─── EXERCISE DATA

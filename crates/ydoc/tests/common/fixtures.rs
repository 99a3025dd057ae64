use std::collections::BTreeMap;
use std::fs;
use std::path::{Path, PathBuf};

use serde::Deserialize;
use serde_json::Value as Json;
use ydoc::{ContainerKind, ContainerRef, Document, Out, StateVector, Update};

use super::{sync, value_from_json};

pub const EXPECTED_FIXTURE_VERSION: u64 = 1;
pub const EXPECTED_FIXTURE_NAMES: &[&str] = &[
    "array_insert",
    "array_push",
    "array_delete",
    "array_insert_at",
    "map_attrs",
    "mixed",
    "nested_type",
    "cross_doc_sync",
    "bidirectional_sync",
    "empty_doc",
    "content_types",
];

#[derive(Debug, Clone, Deserialize)]
pub struct FixtureFile {
    pub fixture_version: u64,
    pub fixtures: Vec<Fixture>,
}

#[derive(Debug, Clone, Deserialize)]
pub struct Fixture {
    pub name: String,
    pub steps: Vec<Step>,
    /// Replica id → expected observations.
    pub expect: BTreeMap<String, Expect>,
}

#[derive(Debug, Clone, Deserialize)]
#[serde(tag = "op", rename_all = "snake_case")]
pub enum Step {
    Touch {
        doc: u64,
        container: String,
    },
    Insert {
        doc: u64,
        container: String,
        index: usize,
        values: Vec<Json>,
    },
    Push {
        doc: u64,
        container: String,
        values: Vec<Json>,
    },
    Delete {
        doc: u64,
        container: String,
        index: usize,
        count: usize,
    },
    Set {
        doc: u64,
        container: String,
        #[serde(default)]
        path: Vec<String>,
        key: String,
        value: Json,
    },
    SetMap {
        doc: u64,
        container: String,
        key: String,
    },
    Mark {
        doc: u64,
        label: String,
    },
    Sync {
        doc: u64,
        from: u64,
    },
}

#[derive(Debug, Clone, Deserialize)]
pub struct Expect {
    pub sv: BTreeMap<String, u64>,
    pub json: Json,
    pub update_items: Option<usize>,
    pub deleted_ids: Option<u64>,
    #[serde(default)]
    pub diff_items: BTreeMap<String, usize>,
}

pub fn fixtures_path() -> PathBuf {
    Path::new(env!("CARGO_MANIFEST_DIR"))
        .join("tests")
        .join("fixtures")
        .join("scenarios.json")
}

pub fn load_fixtures() -> FixtureFile {
    let path = fixtures_path();
    let data = fs::read_to_string(&path).unwrap_or_else(|e| panic!("failed to read {:?}: {e}", path));
    serde_json::from_str(&data).unwrap_or_else(|e| panic!("failed to parse {:?}: {e}", path))
}

/// Replicas touched by one fixture run, plus the state vectors it marked.
#[derive(Default)]
pub struct Run {
    pub docs: BTreeMap<u64, Document>,
    pub marks: BTreeMap<(u64, String), StateVector>,
}

impl Run {
    fn doc(&mut self, replica: u64) -> &mut Document {
        self.docs
            .entry(replica)
            .or_insert_with(|| Document::with_replica(replica))
    }

    /// Walk `path` from root map `container` through nested map values.
    fn map_ref(&mut self, replica: u64, container: &str, path: &[String]) -> ContainerRef {
        let doc = self.doc(replica);
        let mut target = doc
            .get_container(container, ContainerKind::Map)
            .unwrap_or_else(|e| panic!("root {container}: {e}"));
        for key in path {
            let next = match doc.map_at(&target).unwrap().get(key) {
                Some(Out::Container(c)) => c,
                other => panic!("{key} is not a nested container: {other:?}"),
            };
            target = next;
        }
        target
    }
}

pub fn run_fixture(fixture: &Fixture) -> Run {
    let mut run = Run::default();
    for step in &fixture.steps {
        match step {
            Step::Touch { doc, container } => {
                run.doc(*doc).sequence(container).unwrap();
            }
            Step::Insert {
                doc,
                container,
                index,
                values,
            } => {
                let values: Vec<_> = values.iter().map(value_from_json).collect();
                run.doc(*doc)
                    .sequence(container)
                    .unwrap()
                    .insert(*index, values)
                    .unwrap();
            }
            Step::Push {
                doc,
                container,
                values,
            } => {
                let values: Vec<_> = values.iter().map(value_from_json).collect();
                run.doc(*doc).sequence(container).unwrap().push(values).unwrap();
            }
            Step::Delete {
                doc,
                container,
                index,
                count,
            } => {
                run.doc(*doc)
                    .sequence(container)
                    .unwrap()
                    .delete(*index, *count)
                    .unwrap();
            }
            Step::Set {
                doc,
                container,
                path,
                key,
                value,
            } => {
                let target = run.map_ref(*doc, container, path);
                run.doc(*doc)
                    .map_at(&target)
                    .unwrap()
                    .set(key, value_from_json(value));
            }
            Step::SetMap { doc, container, key } => {
                run.doc(*doc)
                    .map(container)
                    .unwrap()
                    .set_container(key, ContainerKind::Map);
            }
            Step::Mark { doc, label } => {
                let sv = run.doc(*doc).state_vector();
                run.marks.insert((*doc, label.clone()), sv);
            }
            Step::Sync { doc, from } => {
                run.doc(*from);
                let mut target = run.docs.remove(doc).unwrap_or_else(|| Document::with_replica(*doc));
                sync(&run.docs[from], &mut target);
                run.docs.insert(*doc, target);
            }
        }
    }
    run
}

/// Every mismatch between `run` and the fixture's expectations.
pub fn check_expectations(fixture: &Fixture, run: &mut Run) -> Vec<String> {
    let mut diffs = Vec::new();
    for (replica, expect) in &fixture.expect {
        let replica: u64 = replica.parse().expect("replica keys are integers");
        let doc = run.doc(replica);

        let sv: StateVector = expect
            .sv
            .iter()
            .map(|(r, c)| (r.parse::<u64>().expect("replica keys are integers"), *c))
            .collect();
        if doc.state_vector() != sv {
            diffs.push(format!("{replica}: sv {} != {}", doc.state_vector(), sv));
        }
        let decoded_sv = ydoc::codec::decode_state_vector(&doc.encode_state_vector()).unwrap();
        if decoded_sv != sv {
            diffs.push(format!("{replica}: encoded sv decodes to {decoded_sv}"));
        }

        if doc.to_json() != expect.json {
            diffs.push(format!("{replica}: json {} != {}", doc.to_json(), expect.json));
        }

        if let Some(count) = expect.update_items {
            let update = Update::decode(&doc.encode_update(None)).unwrap();
            if update.item_count() != count {
                diffs.push(format!("{replica}: update has {} items, want {count}", update.item_count()));
            }
        }

        if let Some(count) = expect.deleted_ids {
            if doc.delete_set().id_count() != count {
                diffs.push(format!("{replica}: {} deleted ids, want {count}", doc.delete_set().id_count()));
            }
        }

        for (label, count) in &expect.diff_items {
            let since = &run.marks[&(replica, label.clone())];
            let doc = &run.docs[&replica];
            let update = Update::decode(&doc.encode_update(Some(since))).unwrap();
            if update.item_count() != *count {
                diffs.push(format!("{replica}: diff since {label} has {} items, want {count}", update.item_count()));
            }
        }
    }
    diffs
}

──────

Having output the line that contains "pub enum Step", stop. Every line before it, back to the first line of the data, must be reproduced exactly.

filename crates/ydoc/tests/common/fixtures.rs
repository 99a3025dd057ae64
use std::collections::BTreeMap;
use std::fs;
use std::path::{Path, PathBuf};

use serde::Deserialize;
use serde_json::Value as Json;
use ydoc::{ContainerKind, ContainerRef, Document, Out, StateVector, Update};

use super::{sync, value_from_json};

pub const EXPECTED_FIXTURE_VERSION: u64 = 1;
pub const EXPECTED_FIXTURE_NAMES: &[&str] = &[
    "array_insert",
    "array_push",
    "array_delete",
    "array_insert_at",
    "map_attrs",
    "mixed",
    "nested_type",
    "cross_doc_sync",
    "bidirectional_sync",
    "empty_doc",
    "content_types",
];

#[derive(Debug, Clone, Deserialize)]
pub struct FixtureFile {
    pub fixture_version: u64,
    pub fixtures: Vec<Fixture>,
}

#[derive(Debug, Clone, Deserialize)]
pub struct Fixture {
    pub name: String,
    pub steps: Vec<Step>,
    /// Replica id → expected observations.
    pub expect: BTreeMap<String, Expect>,
}

#[derive(Debug, Clone, Deserialize)]
#[serde(tag = "op", rename_all = "snake_case")]
pub enum Step {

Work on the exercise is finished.